WHAT IS EXPECTED: Count every line of the material that holds the string "alice". Respond with the total only.

DATASET ENTRIES:

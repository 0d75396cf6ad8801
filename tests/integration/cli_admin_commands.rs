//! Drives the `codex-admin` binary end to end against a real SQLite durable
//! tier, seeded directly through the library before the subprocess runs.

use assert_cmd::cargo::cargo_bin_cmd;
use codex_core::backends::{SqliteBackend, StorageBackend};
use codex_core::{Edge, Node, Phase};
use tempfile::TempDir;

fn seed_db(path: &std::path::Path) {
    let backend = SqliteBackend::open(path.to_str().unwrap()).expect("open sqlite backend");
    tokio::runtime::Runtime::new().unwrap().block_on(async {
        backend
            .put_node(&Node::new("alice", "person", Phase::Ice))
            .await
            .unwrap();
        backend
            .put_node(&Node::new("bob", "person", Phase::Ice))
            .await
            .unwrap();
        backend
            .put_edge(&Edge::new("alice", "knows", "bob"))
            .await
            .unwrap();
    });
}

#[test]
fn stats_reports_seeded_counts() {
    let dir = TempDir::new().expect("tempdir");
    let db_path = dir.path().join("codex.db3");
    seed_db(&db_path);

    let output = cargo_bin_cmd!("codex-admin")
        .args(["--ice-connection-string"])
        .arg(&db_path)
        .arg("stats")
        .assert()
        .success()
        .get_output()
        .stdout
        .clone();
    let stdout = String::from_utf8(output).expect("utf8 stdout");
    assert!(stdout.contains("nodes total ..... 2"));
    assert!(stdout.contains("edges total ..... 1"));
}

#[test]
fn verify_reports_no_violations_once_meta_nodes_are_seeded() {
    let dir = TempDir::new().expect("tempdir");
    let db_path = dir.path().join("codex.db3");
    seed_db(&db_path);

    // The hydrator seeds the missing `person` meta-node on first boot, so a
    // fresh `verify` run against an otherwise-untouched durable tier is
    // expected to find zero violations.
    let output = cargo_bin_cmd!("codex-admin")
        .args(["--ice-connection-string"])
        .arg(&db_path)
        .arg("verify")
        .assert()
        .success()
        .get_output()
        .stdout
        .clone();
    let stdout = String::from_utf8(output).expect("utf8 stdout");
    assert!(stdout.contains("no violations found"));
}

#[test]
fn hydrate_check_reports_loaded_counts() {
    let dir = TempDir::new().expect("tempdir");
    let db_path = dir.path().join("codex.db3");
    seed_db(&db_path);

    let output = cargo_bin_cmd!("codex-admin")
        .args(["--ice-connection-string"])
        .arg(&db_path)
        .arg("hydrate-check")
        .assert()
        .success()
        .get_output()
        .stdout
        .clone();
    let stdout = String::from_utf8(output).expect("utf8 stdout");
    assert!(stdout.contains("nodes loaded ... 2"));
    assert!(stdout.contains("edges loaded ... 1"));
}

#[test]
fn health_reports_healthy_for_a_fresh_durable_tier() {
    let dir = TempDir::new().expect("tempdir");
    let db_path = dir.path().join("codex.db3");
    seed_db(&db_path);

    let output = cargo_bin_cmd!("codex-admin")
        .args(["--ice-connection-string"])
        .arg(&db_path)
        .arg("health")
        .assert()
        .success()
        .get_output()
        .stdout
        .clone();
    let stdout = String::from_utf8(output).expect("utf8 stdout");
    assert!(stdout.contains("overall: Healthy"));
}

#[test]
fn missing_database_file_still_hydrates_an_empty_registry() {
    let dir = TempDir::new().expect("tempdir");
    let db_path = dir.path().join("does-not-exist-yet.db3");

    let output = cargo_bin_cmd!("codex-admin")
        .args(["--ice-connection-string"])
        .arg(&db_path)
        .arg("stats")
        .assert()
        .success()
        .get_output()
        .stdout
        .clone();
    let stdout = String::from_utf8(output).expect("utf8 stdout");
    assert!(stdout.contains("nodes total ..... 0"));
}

OUTPUT OF THE EXERCISE: 2